*PROBLEM DESCRIPTION*:
In the data below, find every line with the word "scoped" and copy it out.
ENTRIES PROVIDED Block Start
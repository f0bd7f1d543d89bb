//! Dimension link processors.
//!
//! The inverse of detection: where detectors recover dimension values from a
//! request, link processors express a node's dimension values in generated
//! URIs, by rewriting the host or prefixing the path. Processors only add
//! constraints; none removes what an earlier one set.
//!
//! # Module Structure
//!
//! - [`subdomain`]: host prefix rewriting
//! - [`top_level_domain`]: host suffix rewriting
//! - [`uri_path_segment`]: leading path segment packing
//! - [`subgraph_uri`]: the per-node orchestrator
//! - `mod.rs`: the [`LinkProcessor`] registry, mirroring the detector one

mod subdomain;
mod subgraph_uri;
mod top_level_domain;
mod uri_path_segment;

pub use subdomain::SubdomainLinkProcessor;
pub use subgraph_uri::SubgraphUriProcessor;
pub use top_level_domain::TopLevelDomainLinkProcessor;
pub use uri_path_segment::UriPathSegmentLinkProcessor;

use crate::config::{Preset, PresetConfiguration};
use crate::core::UriConstraints;
use crate::detection::{
    DetectionError, MODE_BACKEND_URI, MODE_SUBDOMAIN, MODE_TOP_LEVEL_DOMAIN,
    MODE_URI_PATH_SEGMENT,
};

/// The closed set of link processor strategies, keyed by resolution mode.
#[derive(Debug, Clone, Copy)]
pub enum LinkProcessor {
    Subdomain(SubdomainLinkProcessor),
    TopLevelDomain(TopLevelDomainLinkProcessor),
    UriPathSegment(UriPathSegmentLinkProcessor),
    /// Backend context paths carry their dimension values in the context
    /// suffix; the URI itself needs no decoration.
    NoOp,
}

impl LinkProcessor {
    /// Decorate the constraints with this dimension's chosen preset.
    pub fn process_uri_constraints(
        &self,
        constraints: UriConstraints,
        configuration: &PresetConfiguration,
        preset: &Preset,
        delimiter: &str,
    ) -> UriConstraints {
        match self {
            Self::Subdomain(processor) => processor.process(constraints, configuration, preset),
            Self::TopLevelDomain(processor) => {
                processor.process(constraints, configuration, preset)
            }
            Self::UriPathSegment(processor) => {
                processor.process(constraints, preset, delimiter)
            }
            Self::NoOp => constraints,
        }
    }
}

/// Map a dimension's resolution mode to its link processor.
pub fn resolve_link_processor(
    dimension: &str,
    mode: &str,
) -> Result<LinkProcessor, DetectionError> {
    match mode {
        MODE_URI_PATH_SEGMENT => Ok(LinkProcessor::UriPathSegment(UriPathSegmentLinkProcessor)),
        MODE_SUBDOMAIN => Ok(LinkProcessor::Subdomain(SubdomainLinkProcessor)),
        MODE_TOP_LEVEL_DOMAIN => {
            Ok(LinkProcessor::TopLevelDomain(TopLevelDomainLinkProcessor))
        }
        MODE_BACKEND_URI => Ok(LinkProcessor::NoOp),
        _ => Err(DetectionError::InvalidPresetDetector {
            dimension: dimension.to_string(),
            mode: mode.to_string(),
        }),
    }
}
//! Request-scoped content context and the tree-traversal contract.

use crate::content::{NodeHandle, Site};
use crate::core::CoordinateSet;

/// Name of the default (published) workspace.
pub const LIVE_WORKSPACE: &str = "live";

/// A request-scoped view onto one workspace and dimension coordinate.
///
/// Visibility flags follow the workspace: non-live workspaces show invisible
/// and inaccessible content so editors can address unpublished nodes.
#[derive(Debug, Clone, PartialEq, Eq)]
pub struct ContentContext {
    pub workspace_name: String,
    pub invisible_content_shown: bool,
    pub inaccessible_content_shown: bool,
    pub dimensions: CoordinateSet,
}

impl ContentContext {
    /// The live context without dimension values.
    pub fn live() -> Self {
        Self::for_workspace(LIVE_WORKSPACE, CoordinateSet::new())
    }

    /// Context for a workspace, with visibility flags derived from it.
    pub fn for_workspace(workspace_name: impl Into<String>, dimensions: CoordinateSet) -> Self {
        let workspace_name = workspace_name.into();
        let relaxed = workspace_name != LIVE_WORKSPACE;
        Self {
            workspace_name,
            invisible_content_shown: relaxed,
            inaccessible_content_shown: relaxed,
            dimensions,
        }
    }

    /// A copy of this context with hidden nodes included.
    ///
    /// Path construction must succeed even for content not currently
    /// visible; visibility enforcement belongs to the matching side.
    pub fn allowing_hidden(&self) -> Self {
        let mut ctx = self.clone();
        ctx.invisible_content_shown = true;
        ctx
    }

    pub fn is_live(&self) -> bool {
        self.workspace_name == LIVE_WORKSPACE
    }
}

/// Tree-traversal collaborator: looks up context-bound node handles.
pub trait ContentBackend: Send + Sync {
    /// Whether a workspace with the given name exists.
    fn workspace_exists(&self, name: &str) -> bool;

    /// The root node of the given site in the given context.
    fn site_node(&self, ctx: &ContentContext, site: &Site) -> Option<NodeHandle>;

    /// Look a node up by its stable identifier.
    fn node_by_identifier(&self, ctx: &ContentContext, identifier: &str) -> Option<NodeHandle>;

    /// Look a node up by its path relative to the site node.
    ///
    /// An empty relative path yields the site node itself.
    fn node_at(&self, ctx: &ContentContext, site: &Site, relative_path: &str)
    -> Option<NodeHandle>;
}

#[cfg(test)]
mod tests {
    use super::*;

    #[test]
    fn test_live_context_hides_invisible_content() {
        let ctx = ContentContext::live();
        assert!(ctx.is_live());
        assert!(!ctx.invisible_content_shown);
        assert!(!ctx.inaccessible_content_shown);
    }

    #[test]
    fn test_workspace_context_relaxes_visibility() {
        let ctx = ContentContext::for_workspace("user-jdoe", CoordinateSet::new());
        assert!(!ctx.is_live());
        assert!(ctx.invisible_content_shown);
        assert!(ctx.inaccessible_content_shown);
    }

    #[test]
    fn test_allowing_hidden() {
        let ctx = ContentContext::live().allowing_hidden();
        assert!(ctx.invisible_content_shown);
        assert!(!ctx.inaccessible_content_shown);
        assert!(ctx.is_live());
    }
}
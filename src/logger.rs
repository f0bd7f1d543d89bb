//! Logging utilities with colored module prefixes.
//!
//! This module provides:
//! - `log!` macro for formatted terminal output with a colored module prefix
//! - `debug!` macro for verbose-only diagnostics
//! - `warn!` macro for warnings
//!
//! # Example
//!
//! ```ignore
//! log!("routing"; "matched {} against {}", request_path, node_path);
//! debug!("detection"; "no preset matched for dimension {}", name);
//! ```

use owo_colors::OwoColorize;
use parking_lot::Mutex;
use std::io::{Write, stderr};
use std::sync::LazyLock;
use std::sync::atomic::{AtomicBool, Ordering};

/// Global verbose flag (set by the embedding application)
static VERBOSE: AtomicBool = AtomicBool::new(false);

/// Set verbose mode globally
pub fn set_verbose(v: bool) {
    VERBOSE.store(v, Ordering::SeqCst);
}

/// Check if verbose mode is enabled
pub fn is_verbose() -> bool {
    VERBOSE.load(Ordering::SeqCst)
}

/// Serializes writers so concurrent requests don't interleave lines.
static OUTPUT: LazyLock<Mutex<()>> = LazyLock::new(|| Mutex::new(()));

// ============================================================================
// Log Macros
// ============================================================================

/// Log a message with a colored module prefix
///
/// # Usage
/// ```ignore
/// log!("module"; "message with {} formatting", args);
/// ```
#[macro_export]
macro_rules! log {
    ($module:expr; $($arg:tt)*) => {{
        $crate::logger::log($module, &format!($($arg)*))
    }};
}

/// Log a debug message (only shown when verbose mode is enabled)
#[macro_export]
macro_rules! debug {
    ($module:expr; $($arg:tt)*) => {{
        if $crate::logger::is_verbose() {
            $crate::logger::log($module, &format!($($arg)*))
        }
    }};
}

/// Log a warning message
#[macro_export]
macro_rules! warn {
    ($module:expr; $($arg:tt)*) => {{
        $crate::logger::warn($module, &format!($($arg)*))
    }};
}

// ============================================================================
// Writers
// ============================================================================

/// Write a log line with a cyan module prefix.
pub fn log(module: &str, message: &str) {
    let _guard = OUTPUT.lock();
    let mut out = stderr();
    let _ = writeln!(out, "{} {}", format!("[{module}]").cyan(), message);
}

/// Write a warning line with a yellow module prefix.
pub fn warn(module: &str, message: &str) {
    let _guard = OUTPUT.lock();
    let mut out = stderr();
    let _ = writeln!(
        out,
        "{} {} {}",
        format!("[{module}]").yellow(),
        "warning:".yellow().bold(),
        message
    );
}
//! Top-level-domain link processing.

use crate::config::{Preset, PresetConfiguration};
use crate::core::UriConstraints;

/// Expresses a dimension value as the host's trailing end.
///
/// A preset with a `resolution_host` pins the full host; otherwise the
/// preset's `resolution_value` replaces whichever other preset's suffix the
/// base URI currently carries.
#[derive(Debug, Clone, Copy, Default)]
pub struct TopLevelDomainLinkProcessor;

impl TopLevelDomainLinkProcessor {
    pub fn process(
        &self,
        constraints: UriConstraints,
        configuration: &PresetConfiguration,
        preset: &Preset,
    ) -> UriConstraints {
        if let Some(host) = &preset.resolution_host {
            return constraints.with_host(host.clone());
        }
        let replace: Vec<String> = configuration
            .presets
            .iter()
            .map(|p| p.resolution_value.clone())
            .filter(|value| !value.is_empty())
            .collect();
        constraints.with_host_suffix(preset.resolution_value.clone(), replace)
    }
}

#[cfg(test)]
mod tests {
    use super::*;
    use url::Url;

    fn configuration() -> PresetConfiguration {
        PresetConfiguration {
            default_preset: "com".to_string(),
            resolution: Default::default(),
            presets: vec![
                Preset {
                    identifier: "com".to_string(),
                    values: vec!["com".to_string()],
                    resolution_value: "com".to_string(),
                    resolution_host: None,
                },
                Preset {
                    identifier: "de".to_string(),
                    values: vec!["de".to_string()],
                    resolution_value: "de".to_string(),
                    resolution_host: None,
                },
            ],
        }
    }

    #[test]
    fn test_replaces_suffix() {
        let configuration = configuration();
        let preset = configuration.preset("de").unwrap();
        let constraints = TopLevelDomainLinkProcessor.process(
            UriConstraints::empty(),
            &configuration,
            preset,
        );

        let base = Url::parse("http://example.com/").unwrap();
        let uri = constraints.apply_to(&base, "");
        assert_eq!(uri.host_str(), Some("example.de"));
    }

    #[test]
    fn test_resolution_host_pins_full_host() {
        let mut configuration = configuration();
        configuration.presets[1].resolution_host = Some("example.co.at".to_string());
        let preset = configuration.preset("de").unwrap().clone();
        let constraints = TopLevelDomainLinkProcessor.process(
            UriConstraints::empty(),
            &configuration,
            &preset,
        );

        let base = Url::parse("http://example.com/").unwrap();
        let uri = constraints.apply_to(&base, "");
        assert_eq!(uri.host_str(), Some("example.co.at"));
    }
}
ENTRIES PROVIDED Block End
*RESULT*:
//! Request-scoped content context and the tree-traversal contract.
/// A request-scoped view onto one workspace and dimension coordinate.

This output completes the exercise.